I have studied one special class of modular forms which we can define by the conditions: elements of this class are cusp forms of integer weight with characters, they are eigenforms of all Hecke operators and have no zeros outside of the cusps. The full list of these functions was obtained. They are products of Dedekind $/eta$-functions. We shall call them multiplicative $/eta$-functions. The arithmetic interpretation for the Fourier coefficients of some of these forms by Hurwitz quartenions and Cayley algebra was found. The expression of Ramanujan characters by Weil characters for some of these cusp forms was obtained. One can associate a product of $/eta$-functions with an element of finite order in a group by a linear representation. The problem of finding all finite groups such that all modular forms associated with elements of these groups by means of some faithful representations are multiplicative $/eta$-products was considered. All groups of order 24, finite subgroups in SL(5,C), metacyclic, in particular dihedral, groups were investigated. It was proved that there is no such solvable group that one can assign with all its elements by an exact representation all multiplicative $/eta$-products and only them. The coefficients of these functions were studied as central functions on a group.
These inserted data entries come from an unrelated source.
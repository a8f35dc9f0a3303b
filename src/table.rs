//! In-memory data model: the numeric table and its side annotations.

use std::fmt;

use rustc_hash::{FxHashMap, FxHashSet};
use sha2::{Digest, Sha256};

use crate::error::{HeatmapError, Result};

/// Which axis of a [`Table`] an operation applies to
#[derive(Debug, Clone, Copy, PartialEq, Eq, Hash)]
pub enum Axis {
    Rows,
    Columns,
}

impl fmt::Display for Axis {
    fn fmt(&self, f: &mut fmt::Formatter<'_>) -> fmt::Result {
        match self {
            Axis::Rows => f.write_str("row"),
            Axis::Columns => f.write_str("column"),
        }
    }
}

/// SHA-256 digest over a table's identifiers and value bits
pub type TableVersion = [u8; 32];

/// Two-dimensional numeric matrix indexed by row and column identifiers.
///
/// Values are stored row-major. Identifiers are unique within their axis;
/// their order is only the pre-clustering order.
#[derive(Debug, Clone, PartialEq)]
pub struct Table {
    row_ids: Vec<String>,
    column_ids: Vec<String>,
    values: Vec<f64>,
}

fn check_unique(axis: Axis, ids: &[String]) -> Result<()> {
    let mut seen: FxHashSet<&str> = FxHashSet::default();
    for id in ids {
        if !seen.insert(id.as_str()) {
            return Err(HeatmapError::invalid_table(format!(
                "duplicate {} identifier '{}'",
                axis, id
            )));
        }
    }
    Ok(())
}

impl Table {
    pub fn new(row_ids: Vec<String>, column_ids: Vec<String>, values: Vec<f64>) -> Result<Self> {
        if values.len() != row_ids.len() * column_ids.len() {
            return Err(HeatmapError::invalid_table(format!(
                "{} values cannot fill {} rows x {} columns",
                values.len(),
                row_ids.len(),
                column_ids.len()
            )));
        }
        check_unique(Axis::Rows, &row_ids)?;
        check_unique(Axis::Columns, &column_ids)?;
        Ok(Table {
            row_ids,
            column_ids,
            values,
        })
    }

    /// Build a table from one vector per row.
    pub fn from_rows<R, C>(row_ids: R, column_ids: C, rows: Vec<Vec<f64>>) -> Result<Self>
    where
        R: IntoIterator,
        R::Item: Into<String>,
        C: IntoIterator,
        C::Item: Into<String>,
    {
        let row_ids: Vec<String> = row_ids.into_iter().map(Into::into).collect();
        let column_ids: Vec<String> = column_ids.into_iter().map(Into::into).collect();
        if rows.len() != row_ids.len() {
            return Err(HeatmapError::invalid_table(format!(
                "{} row vectors for {} row identifiers",
                rows.len(),
                row_ids.len()
            )));
        }
        let mut values = Vec::with_capacity(row_ids.len() * column_ids.len());
        for (id, row) in row_ids.iter().zip(&rows) {
            if row.len() != column_ids.len() {
                return Err(HeatmapError::invalid_table(format!(
                    "row '{}' has {} values, expected {}",
                    id,
                    row.len(),
                    column_ids.len()
                )));
            }
            values.extend_from_slice(row);
        }
        Table::new(row_ids, column_ids, values)
    }

    pub fn n_rows(&self) -> usize {
        self.row_ids.len()
    }

    pub fn n_columns(&self) -> usize {
        self.column_ids.len()
    }

    pub fn len(&self, axis: Axis) -> usize {
        self.ids(axis).len()
    }

    pub fn is_empty(&self) -> bool {
        self.values.is_empty()
    }

    pub fn ids(&self, axis: Axis) -> &[String] {
        match axis {
            Axis::Rows => &self.row_ids,
            Axis::Columns => &self.column_ids,
        }
    }

    pub fn values(&self) -> &[f64] {
        &self.values
    }

    pub fn value(&self, row: usize, column: usize) -> f64 {
        self.values[row * self.column_ids.len() + column]
    }

    pub fn row(&self, row: usize) -> &[f64] {
        let n = self.column_ids.len();
        &self.values[row * n..(row + 1) * n]
    }

    /// Vectors along `axis`: one per row for [`Axis::Rows`], one per column otherwise.
    pub fn vectors(&self, axis: Axis) -> Vec<Vec<f64>> {
        match axis {
            Axis::Rows => (0..self.n_rows()).map(|r| self.row(r).to_vec()).collect(),
            Axis::Columns => (0..self.n_columns())
                .map(|c| (0..self.n_rows()).map(|r| self.value(r, c)).collect())
                .collect(),
        }
    }

    /// Position of every identifier on `axis`
    pub fn index(&self, axis: Axis) -> FxHashMap<&str, usize> {
        self.ids(axis)
            .iter()
            .enumerate()
            .map(|(i, id)| (id.as_str(), i))
            .collect()
    }

    pub fn version(&self) -> TableVersion {
        let mut hasher = Sha256::new();
        for (tag, ids) in [(b'r', &self.row_ids), (b'c', &self.column_ids)] {
            hasher.update([tag]);
            hasher.update((ids.len() as u64).to_le_bytes());
            for id in ids {
                hasher.update((id.len() as u64).to_le_bytes());
                hasher.update(id.as_bytes());
            }
        }
        for v in &self.values {
            hasher.update(v.to_bits().to_le_bytes());
        }
        hasher.finalize().into()
    }
}

/// How an annotation column is drawn, fixed when the column is bound
#[derive(Debug, Clone, Copy, PartialEq, Eq)]
pub enum AnnotationKind {
    Categorical,
    Continuous,
}

impl AnnotationKind {
    /// Continuous when every present value is numeric, categorical otherwise.
    pub fn infer(values: &[AnnotationValue]) -> Self {
        if values
            .iter()
            .all(|v| matches!(v, AnnotationValue::Number(_) | AnnotationValue::Missing))
        {
            AnnotationKind::Continuous
        } else {
            AnnotationKind::Categorical
        }
    }
}

impl std::str::FromStr for AnnotationKind {
    type Err = HeatmapError;

    fn from_str(s: &str) -> Result<Self> {
        match s.to_ascii_lowercase().as_str() {
            "categorical" | "discrete" => Ok(AnnotationKind::Categorical),
            "continuous" | "non-categorical" | "numeric" => Ok(AnnotationKind::Continuous),
            other => Err(HeatmapError::invalid_table(format!(
                "unknown annotation kind '{}'",
                other
            ))),
        }
    }
}

#[derive(Debug, Clone, PartialEq)]
pub enum AnnotationValue {
    Label(String),
    Number(f64),
    Missing,
}

impl AnnotationValue {
    /// Parse a raw cell: empty and `NA`/`nan` are missing, numbers stay numeric.
    pub fn parse(raw: &str) -> Self {
        let raw = raw.trim();
        if raw.is_empty() || raw.eq_ignore_ascii_case("na") || raw.eq_ignore_ascii_case("nan") {
            return AnnotationValue::Missing;
        }
        match raw.parse::<f64>() {
            Ok(v) => AnnotationValue::Number(v),
            Err(_) => AnnotationValue::Label(raw.to_string()),
        }
    }

    /// Key under which a categorical value is grouped and shown in legends
    pub fn group_label(&self) -> String {
        match self {
            AnnotationValue::Label(s) => s.clone(),
            AnnotationValue::Number(v) => format!("{}", v),
            AnnotationValue::Missing => "NA".to_string(),
        }
    }
}

#[derive(Debug, Clone, PartialEq)]
pub struct AnnotationColumn {
    name: String,
    kind: AnnotationKind,
    values: FxHashMap<String, AnnotationValue>,
}

impl AnnotationColumn {
    pub fn name(&self) -> &str {
        &self.name
    }

    pub fn kind(&self) -> AnnotationKind {
        self.kind
    }

    pub fn get(&self, id: &str) -> Option<&AnnotationValue> {
        self.values.get(id)
    }
}

/// Named annotation columns keyed by the identifiers of one table axis.
#[derive(Debug, Clone, PartialEq, Default)]
pub struct AnnotationTable {
    ids: Vec<String>,
    columns: Vec<AnnotationColumn>,
}

impl AnnotationTable {
    pub fn new<I>(ids: I) -> Result<Self>
    where
        I: IntoIterator,
        I::Item: Into<String>,
    {
        let ids: Vec<String> = ids.into_iter().map(Into::into).collect();
        let mut seen: FxHashSet<&str> = FxHashSet::default();
        for id in &ids {
            if !seen.insert(id.as_str()) {
                return Err(HeatmapError::invalid_table(format!(
                    "duplicate annotation identifier '{}'",
                    id
                )));
            }
        }
        Ok(AnnotationTable {
            ids,
            columns: Vec::new(),
        })
    }

    /// Bind a column; `values` follow the table's identifier order.
    ///
    /// A continuous column must not contain labels.
    pub fn add_column(
        &mut self,
        name: impl Into<String>,
        kind: AnnotationKind,
        values: Vec<AnnotationValue>,
    ) -> Result<()> {
        let name = name.into();
        if self.column(&name).is_some() {
            return Err(HeatmapError::invalid_table(format!(
                "duplicate annotation column '{}'",
                name
            )));
        }
        if values.len() != self.ids.len() {
            return Err(HeatmapError::invalid_table(format!(
                "annotation column '{}' has {} values for {} identifiers",
                name,
                values.len(),
                self.ids.len()
            )));
        }
        if kind == AnnotationKind::Continuous {
            if let Some((id, _)) = self
                .ids
                .iter()
                .zip(&values)
                .find(|(_, v)| matches!(v, AnnotationValue::Label(_)))
            {
                return Err(HeatmapError::HeterogeneousAnnotation {
                    annotation: name,
                    id: id.clone(),
                });
            }
        }
        let values = self.ids.iter().cloned().zip(values).collect();
        self.columns.push(AnnotationColumn { name, kind, values });
        Ok(())
    }

    pub fn ids(&self) -> &[String] {
        &self.ids
    }

    pub fn columns(&self) -> &[AnnotationColumn] {
        &self.columns
    }

    pub fn column(&self, name: &str) -> Option<&AnnotationColumn> {
        self.columns.iter().find(|c| c.name == name)
    }
}

#[cfg(test)]
mod tests {
    use super::*;

    fn small() -> Table {
        Table::from_rows(
            ["r1", "r2"],
            ["a", "b", "c"],
            vec![vec![1.0, 2.0, 3.0], vec![4.0, 5.0, 6.0]],
        )
        .unwrap()
    }

    #[test]
    fn vectors_follow_axis() {
        let t = small();
        assert_eq!(t.vectors(Axis::Rows)[1], vec![4.0, 5.0, 6.0]);
        assert_eq!(t.vectors(Axis::Columns)[2], vec![3.0, 6.0]);
        assert_eq!(t.value(1, 0), 4.0);
    }

    #[test]
    fn duplicate_ids_are_rejected() {
        let err = Table::from_rows(["r", "r"], ["a"], vec![vec![1.0], vec![2.0]]).unwrap_err();
        assert!(matches!(err, HeatmapError::InvalidTable { .. }));
    }

    #[test]
    fn ragged_rows_are_rejected() {
        let err = Table::from_rows(["r1", "r2"], ["a", "b"], vec![vec![1.0, 2.0], vec![3.0]])
            .unwrap_err();
        assert!(err.to_string().contains("r2"));
    }

    #[test]
    fn version_tracks_content() {
        let a = small();
        let mut values = a.values().to_vec();
        assert_eq!(a.version(), small().version());
        values[0] = 10.0;
        let b = Table::new(
            a.ids(Axis::Rows).to_vec(),
            a.ids(Axis::Columns).to_vec(),
            values,
        )
        .unwrap();
        assert_ne!(a.version(), b.version());
    }

    #[test]
    fn continuous_column_rejects_labels() {
        let mut ann = AnnotationTable::new(["x", "y"]).unwrap();
        let err = ann
            .add_column(
                "age",
                AnnotationKind::Continuous,
                vec![AnnotationValue::Number(3.0), AnnotationValue::parse("old")],
            )
            .unwrap_err();
        match err {
            HeatmapError::HeterogeneousAnnotation { annotation, id } => {
                assert_eq!(annotation, "age");
                assert_eq!(id, "y");
            }
            other => panic!("expected HeterogeneousAnnotation, got: {other:?}"),
        }
    }

    #[test]
    fn kind_is_inferred_from_values() {
        let numeric = vec![AnnotationValue::parse("1.5"), AnnotationValue::parse("NA")];
        let mixed = vec![AnnotationValue::parse("1"), AnnotationValue::parse("male")];
        assert_eq!(AnnotationKind::infer(&numeric), AnnotationKind::Continuous);
        assert_eq!(AnnotationKind::infer(&mixed), AnnotationKind::Categorical);
        assert_eq!(AnnotationValue::parse("2").group_label(), "2");
    }
}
Also elliptic curves over finite fields were studied : graphs of 2 isogenies were constructed; the formula connecting the number of elliptic curves with the fixed group of $F_q$ rational points and the number of classes of equivalence of positive definite quadratic forms of two variables was found.

Biography

Graduated from Faculty of Mathematics and Mechanics of Samara State University in 1988 (department of algebra and geometry ). Ph.D. thesis was defended in 1993. doctor in mathematics 2010

   
Main publications:
  • Voskresenskaya G. V. One special class of modular forms and group representations // Journal de Thoer.des Nombres Bordeaux, 1999, 11, 247–262.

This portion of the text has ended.